__Problem to solve__:
Report each line of the entries below that has the word "width" in it.
═════ Given data
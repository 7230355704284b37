use image::GrayImage;
use locate_core::{ExtractorConfig, Keypoint};
use log::debug;
use rayon::prelude::*;

use crate::corner_detection::CornerDetector;
use crate::error::{FastError, FastResult};
use crate::pyramid::ImagePyramid;
use crate::refinement::KeypointRefinement;
use crate::types::{PyramidKeypoint, ScaleLevel};

/// Check an extractor configuration without building a detector
pub fn validate_config(cfg: &ExtractorConfig) -> FastResult<()> {
    // 0 would detect everything, >127 could overflow the u8 contrast test
    if cfg.fast_threshold == 0 || cfg.fast_threshold > 127 {
        return Err(FastError::InvalidThreshold(cfg.fast_threshold));
    }
    if cfg.patch_size % 2 == 0 || cfg.patch_size < 7 {
        return Err(FastError::InvalidPatchSize(cfg.patch_size));
    }
    if !cfg.scale_factor.is_finite() || cfg.scale_factor <= 1.0 {
        return Err(FastError::InvalidScaleFactor(cfg.scale_factor));
    }
    if cfg.n_levels == 0 || cfg.n_levels > 32 {
        return Err(FastError::InvalidLevelCount(cfg.n_levels));
    }
    if !cfg.blur_sigma.is_finite() || cfg.blur_sigma < 0.0 {
        return Err(FastError::InvalidBlurSigma(cfg.blur_sigma));
    }
    if cfg.max_features == 0 {
        return Err(FastError::InvalidMaxFeatures);
    }
    Ok(())
}

/// Multi-scale FAST corner detector.
///
/// Holds only its configuration, so one detector serves images of any size.
#[derive(Debug, Clone)]
pub struct FastDetector {
    cfg: ExtractorConfig,
}

impl FastDetector {
    /// Creates a new FAST detector with validation
    pub fn new(cfg: ExtractorConfig) -> FastResult<Self> {
        validate_config(&cfg)?;
        Ok(Self { cfg })
    }

    /// Get detector configuration
    pub fn config(&self) -> &ExtractorConfig {
        &self.cfg
    }

    /// Smallest level side that still leaves pixels to test
    pub fn min_level_size(&self) -> usize {
        2 * self.cfg.border() + 1
    }

    /// Scale levels used for an image of the given size
    pub fn scale_levels(&self, width: usize, height: usize) -> Vec<ScaleLevel> {
        ImagePyramid::generate_scale_levels(
            width,
            height,
            self.cfg.n_levels,
            self.cfg.scale_factor,
            self.min_level_size(),
        )
    }

    pub fn build_pyramid(&self, img: &GrayImage) -> FastResult<ImagePyramid> {
        let expected_len = img.width() as usize * img.height() as usize;
        if img.as_raw().len() != expected_len {
            return Err(FastError::InvalidImageData {
                expected_len,
                actual_len: img.as_raw().len(),
            });
        }
        let levels = self.scale_levels(img.width() as usize, img.height() as usize);
        Ok(ImagePyramid::build(img, &levels))
    }

    /// Detect keypoints on every pyramid level.
    ///
    /// Results are merged across levels, ordered strongest first (ties broken
    /// by level, then row, then column) and capped at `max_features`.
    pub fn detect_in_pyramid(&self, pyramid: &ImagePyramid) -> Vec<PyramidKeypoint> {
        let (base_w, base_h) = pyramid.base_dimensions();
        let border = self.cfg.border();

        let per_level: Vec<Vec<PyramidKeypoint>> = pyramid
            .levels()
            .par_iter()
            .map(|(scale_level, level_img)| {
                let corners = CornerDetector::detect(
                    level_img,
                    border,
                    self.cfg.fast_threshold,
                    self.cfg.score,
                );
                let kept = KeypointRefinement::non_maximum_suppression(
                    &corners,
                    scale_level.width,
                    scale_level.height,
                );

                kept.into_iter()
                    .map(|c| {
                        let (x, y) = scale_level.to_base(c.x, c.y, (base_w, base_h));
                        PyramidKeypoint {
                            keypoint: Keypoint {
                                x,
                                y,
                                size: self.cfg.patch_size as f32 * scale_level.scale,
                                angle: KeypointRefinement::compute_orientation(
                                    level_img,
                                    c.x,
                                    c.y,
                                    self.cfg.patch_size,
                                ),
                                response: c.response,
                                octave: scale_level.level as u8,
                            },
                            level_x: c.x,
                            level_y: c.y,
                        }
                    })
                    .collect()
            })
            .collect();

        let mut all: Vec<PyramidKeypoint> = per_level.into_iter().flatten().collect();
        let detected = all.len();
        all.sort_by(|a, b| {
            b.keypoint
                .response
                .total_cmp(&a.keypoint.response)
                .then(a.keypoint.octave.cmp(&b.keypoint.octave))
                .then(a.level_y.cmp(&b.level_y))
                .then(a.level_x.cmp(&b.level_x))
        });
        all.truncate(self.cfg.max_features);

        debug!(
            "FAST: {} levels, {} corners after NMS, {} kept",
            pyramid.len(),
            detected,
            all.len()
        );
        all
    }

    /// Detect keypoints in level-0 coordinates
    pub fn detect_keypoints(&self, img: &GrayImage) -> FastResult<Vec<Keypoint>> {
        let pyramid = self.build_pyramid(img)?;
        Ok(self
            .detect_in_pyramid(&pyramid)
            .into_iter()
            .map(|pk| pk.keypoint)
            .collect())
    }
}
══════════
__Exercise result__:
    pub fn scale_levels(&self, width: usize, height: usize) -> Vec<ScaleLevel> {
            width,
        let expected_len = img.width() as usize * img.height() as usize;
        let levels = self.scale_levels(img.width() as usize, img.height() as usize);
                    scale_level.width,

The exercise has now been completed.